Durian musang king kini sudah banyak yang berbuah di Indonesia. Harga jual buah fantastis, Rp200.000 per kg atau Rp400.000—Rp600.000 per buah.
Aroma harum itu menyeruak pada ujung senja 4 Maret 2016. Sumber aroma yang begitu tajam adalah durian musang king berbobot 3,4 kg. Begitu buah terbelah, tampak pongge berdaging buah kuning terang. Beberapa pongge di antaranya terlihat biji yang menjadi ciri khas musang king. Penampilan si raja buah itu menggerakkan kelenjar saliva untuk bekerja. Saat mencicipnya daging buah terasa lengket di mulut dengan rasa dominan manis.
Padahal, saat durian itu datang ujung buah retak. Harap mafhum, itu adalah buah yang jatuh pada 2 Maret 2016. Artinya umur buah 3 hari setelah buah jatuh. Durian musang king itu bukan dari negara asalnya, Malaysia, melainkan dari pohon durian milik Muhamad Tarmadi yang tumbuh di Desa Brongkol, Kecamatan Jambu, Kabupaten Semarang, Jawa Tengah. Menurut peneliti durian musang king selama 30 tahun, Dr Abdul Aziz Zakaria, musang king berasal dari Kelantan, Malaysia.
Sambung pucuk
Abdul Aziz mengatakan, pohon induk musang king tumbuh di Pulau Raya, sebuah pulau di tengah Sungai Kelantan, dekat dengan Pekan Tanahmerah. Menurut Chung Ting Bun dari Pulau Raya, pohon durian raja kunyit—nama asal musang king—ditanam oleh moyangnya sekitar 1800. Moyang Chung Ting Bun adalah Chung Chun Seng yang berhijrah dari Tiongkok selatan ke Pulau Raya pada 1790.

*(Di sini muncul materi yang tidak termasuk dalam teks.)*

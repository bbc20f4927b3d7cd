use crate::domain::UserId;
use crate::interface_adapters::protocol::ClientMessage;
use crate::interface_adapters::state::AppState;

use tracing::debug;

// Routes one parsed client message to the workflow that owns it.
pub async fn dispatch(state: &AppState, user_id: UserId, msg: ClientMessage) {
    match msg {
        ClientMessage::Chat(payload) => {
            state
                .chat
                .on_chat(user_id, payload.remote_id, payload.message);
        }
        ClientMessage::VideoInvite(target) => state.signaling.invite(user_id, target.to_id).await,
        ClientMessage::VideoAccept(target) => state.signaling.accept(user_id, target.to_id).await,
        ClientMessage::VideoReject(target) => state.signaling.reject(user_id, target.to_id).await,
        ClientMessage::VideoEnd(target) => state.signaling.end(user_id, target.to_id).await,
        ClientMessage::VideoCancel(target) => state.signaling.cancel(user_id, target.to_id).await,
        ClientMessage::VideoProcessing(payload) => {
            state
                .signaling
                .processing(user_id, payload.to_id, payload.forward_data);
        }
        ClientMessage::Init(dto) => {
            if !state.world.on_update(user_id, dto.into_init()) {
                debug!(user_id, "init ignored; no world snapshot");
            }
        }
        ClientMessage::Update(dto) => {
            state.world.on_update(user_id, dto.into_update());
        }
    }
}
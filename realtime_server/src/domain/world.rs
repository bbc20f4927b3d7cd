// World-sync snapshot kept per connected participant.

use super::UserId;

/// Fields carried by an `init` or `update` message.
#[derive(Debug, Clone, PartialEq)]
pub struct WorldUpdate {
    pub model: String,
    pub colour: String,
    pub x: f64,
    pub y: f64,
    pub z: f64,
    pub heading: f64,
    pub pitch: f64,
    // None keeps the previous action.
    pub action: Option<String>,
}

/// Latest known state for one participant; `model == None` means not yet initialized.
#[derive(Debug, Clone, Default, PartialEq)]
pub struct WorldSnapshot {
    pub model: Option<String>,
    pub colour: String,
    pub x: f64,
    pub y: f64,
    pub z: f64,
    pub heading: f64,
    pub pitch: f64,
    pub action: String,
}

/// Populated snapshot tagged with its owner, as broadcast on each tick.
#[derive(Debug, Clone, PartialEq)]
pub struct Participant {
    pub id: UserId,
    pub model: String,
    pub colour: String,
    pub x: f64,
    pub y: f64,
    pub z: f64,
    pub heading: f64,
    pub pitch: f64,
    pub action: String,
}

pub const DEFAULT_ACTION: &str = "Idle";

impl WorldSnapshot {
    pub fn is_populated(&self) -> bool {
        self.model.is_some()
    }

    pub fn apply(&mut self, update: WorldUpdate) {
        self.model = Some(update.model);
        self.colour = update.colour;
        self.x = update.x;
        self.y = update.y;
        self.z = update.z;
        self.heading = update.heading;
        self.pitch = update.pitch;
        if let Some(action) = update.action {
            self.action = action;
        }
    }

    pub fn participant(&self, id: UserId) -> Option<Participant> {
        let model = self.model.clone()?;
        Some(Participant {
            id,
            model,
            colour: self.colour.clone(),
            x: self.x,
            y: self.y,
            z: self.z,
            heading: self.heading,
            pitch: self.pitch,
            action: self.action.clone(),
        })
    }
}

Sayang, pohon induk raja kunyit yang hidup di Pulau Raya mati tersambar petir pada 1974 (baca ilustrasi: Lintasan Sejarah Raja Kunyit). Di Indonesia kabar tentang keunggulan musang king sejatinya sudah lama terdengar, yakni sejak 2003. Namun, baru pada 2010—2011 beberapa importir bibit tanaman buah mulai mendatangkan bibit musang king ke tanahair. Importir di Ciseeng, Kabupaten Bogor, Jawa Barat, Ricky Hadimulya, misalnya, mendatangkan 3.000 bibit dari Malaysia.

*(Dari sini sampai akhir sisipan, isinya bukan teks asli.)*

// Wire protocol DTOs and conversions for the client WebSocket.

use crate::domain::world::DEFAULT_ACTION;
use crate::domain::{Participant, UserId, WorldUpdate};
use crate::use_cases::{Outbound, RejectReason};
use serde::{Deserialize, Serialize};

/// Messages the client sends to the server over the WebSocket.
#[derive(Debug, Clone, Deserialize)]
#[serde(tag = "type", rename_all = "kebab-case")]
pub enum ClientMessage {
    Chat(ChatPayload),
    VideoInvite(CallTarget),
    VideoAccept(CallTarget),
    VideoReject(CallTarget),
    VideoEnd(CallTarget),
    VideoCancel(CallTarget),
    VideoProcessing(ProcessingPayload),
    // First world-sync message; forces the action to idle.
    Init(WorldStateDto),
    Update(WorldStateDto),
}

#[derive(Debug, Clone, Deserialize)]
#[serde(rename_all = "camelCase")]
pub struct ChatPayload {
    pub remote_id: UserId,
    pub message: String,
}

#[derive(Debug, Clone, Deserialize)]
#[serde(rename_all = "camelCase")]
pub struct CallTarget {
    pub to_id: UserId,
}

#[derive(Debug, Clone, Deserialize)]
#[serde(rename_all = "camelCase")]
pub struct ProcessingPayload {
    pub to_id: UserId,
    // Opaque negotiation data (SDP, ICE candidates, ...).
    #[serde(default)]
    pub forward_data: serde_json::Value,
}

/// Position/appearance fields carried by `init` and `update`.
#[derive(Debug, Clone, Deserialize)]
pub struct WorldStateDto {
    pub model: String,
    pub colour: String,
    pub x: f64,
    pub y: f64,
    pub z: f64,
    pub heading: f64,
    #[serde(alias = "pb")]
    pub pitch: f64,
    #[serde(default)]
    pub action: Option<String>,
}

impl WorldStateDto {
    pub fn into_init(self) -> WorldUpdate {
        let mut update = self.into_update();
        update.action = Some(DEFAULT_ACTION.to_string());
        update
    }

    pub fn into_update(self) -> WorldUpdate {
        WorldUpdate {
            model: self.model,
            colour: self.colour,
            x: self.x,
            y: self.y,
            z: self.z,
            heading: self.heading,
            pitch: self.pitch,
            action: self.action,
        }
    }
}

/// Messages the server sends to connected clients over the WebSocket.
#[derive(Debug, Clone, Serialize)]
#[serde(tag = "type")]
pub enum ServerMessage {
    #[serde(rename = "chat")]
    Chat(ChatDto),
    #[serde(rename = "video-invite")]
    VideoInvite(CallSignalDto),
    #[serde(rename = "video-accept")]
    VideoAccept(CallSignalDto),
    #[serde(rename = "video-reject")]
    VideoReject(CallRejectDto),
    #[serde(rename = "video-processing")]
    VideoProcessing(ProcessingDto),
    #[serde(rename = "video-end")]
    VideoEnd(CallSignalDto),
    #[serde(rename = "video-cancel")]
    VideoCancel(CallSignalDto),
    // Batched world state for one tick.
    #[serde(rename = "remoteData")]
    RemoteData { data: Vec<ParticipantDto> },
    #[serde(rename = "deletePlayer")]
    DeletePlayer { id: UserId },
}

#[derive(Debug, Clone, Serialize)]
#[serde(rename_all = "camelCase")]
pub struct ChatDto {
    pub from_id: UserId,
    pub to_id: UserId,
    pub message: String,
    pub timestamp: u64,
}

#[derive(Debug, Clone, Serialize)]
#[serde(rename_all = "camelCase")]
pub struct CallSignalDto {
    pub from_id: UserId,
    pub to_id: UserId,
}

#[derive(Debug, Clone, Serialize)]
#[serde(rename_all = "camelCase")]
pub struct CallRejectDto {
    pub from_id: UserId,
    pub to_id: UserId,
    pub reason: RejectReasonDto,
}

#[derive(Debug, Clone, Copy, Serialize)]
#[serde(rename_all = "lowercase")]
pub enum RejectReasonDto {
    Offline,
    Busy,
    Reject,
}

impl From<RejectReason> for RejectReasonDto {
    fn from(reason: RejectReason) -> Self {
        match reason {
            RejectReason::Offline => RejectReasonDto::Offline,
            RejectReason::Busy => RejectReasonDto::Busy,
            RejectReason::Reject => RejectReasonDto::Reject,
        }
    }
}

#[derive(Debug, Clone, Serialize)]
#[serde(rename_all = "camelCase")]
pub struct ProcessingDto {
    pub from_id: UserId,
    pub to_id: UserId,
    pub forward_data: serde_json::Value,
}

/// Flattened participant state for wire transmission in world batches.
#[derive(Debug, Clone, Serialize)]
pub struct ParticipantDto {
    pub id: UserId,
    pub model: String,
    pub colour: String,
    pub x: f64,
    pub y: f64,
    pub z: f64,
    pub heading: f64,
    // Existing clients read pitch as `pb`.
    #[serde(rename = "pb")]
    pub pitch: f64,
    pub action: String,
}

impl From<Participant> for ParticipantDto {
    fn from(p: Participant) -> Self {
        Self {
            id: p.id,
            model: p.model,
            colour: p.colour,
            x: p.x,
            y: p.y,
            z: p.z,
            heading: p.heading,
            pitch: p.pitch,
            action: p.action,
        }
    }
}

impl From<Outbound> for ServerMessage {
    fn from(msg: Outbound) -> Self {
        match msg {
            Outbound::Chat {
                from_id,
                to_id,
                message,
                timestamp,
            } => ServerMessage::Chat(ChatDto {
                from_id,
                to_id,
                message,
                timestamp,
            }),
            Outbound::CallInvite { from_id, to_id } => {
                ServerMessage::VideoInvite(CallSignalDto { from_id, to_id })
            }
            Outbound::CallAccept { from_id, to_id } => {
                ServerMessage::VideoAccept(CallSignalDto { from_id, to_id })
            }
            Outbound::CallReject {
                from_id,
                to_id,
                reason,
            } => ServerMessage::VideoReject(CallRejectDto {
                from_id,
                to_id,
                reason: reason.into(),
            }),
            Outbound::CallProcessing {
                from_id,
                to_id,
                forward_data,
            } => ServerMessage::VideoProcessing(ProcessingDto {
                from_id,
                to_id,
                forward_data,
            }),
            Outbound::CallEnd { from_id, to_id } => {
                ServerMessage::VideoEnd(CallSignalDto { from_id, to_id })
            }
            Outbound::CallCancel { from_id, to_id } => {
                ServerMessage::VideoCancel(CallSignalDto { from_id, to_id })
            }
            Outbound::WorldBatch { participants } => ServerMessage::RemoteData {
                data: participants.into_iter().map(ParticipantDto::from).collect(),
            },
            Outbound::ParticipantRemoved { user_id } => ServerMessage::DeletePlayer { id: user_id },
        }
    }
}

Popularitas musang king semakin melonjak ketika 2012 sebuah restoran di Jakarta Utara menjual daging buah musang king beku, Rp500.000 per kg. Di beberapa toko buah modern juga ada yang menjajakan buah musang king utuh. Sejak itu semakin ramai para pekebun maupun pehobi seperti Muhamad Tarmadi yang menanam musang king. Tarmadi tidak menanam dari bibit, tapi dengan cara top working atau sambung pucuk.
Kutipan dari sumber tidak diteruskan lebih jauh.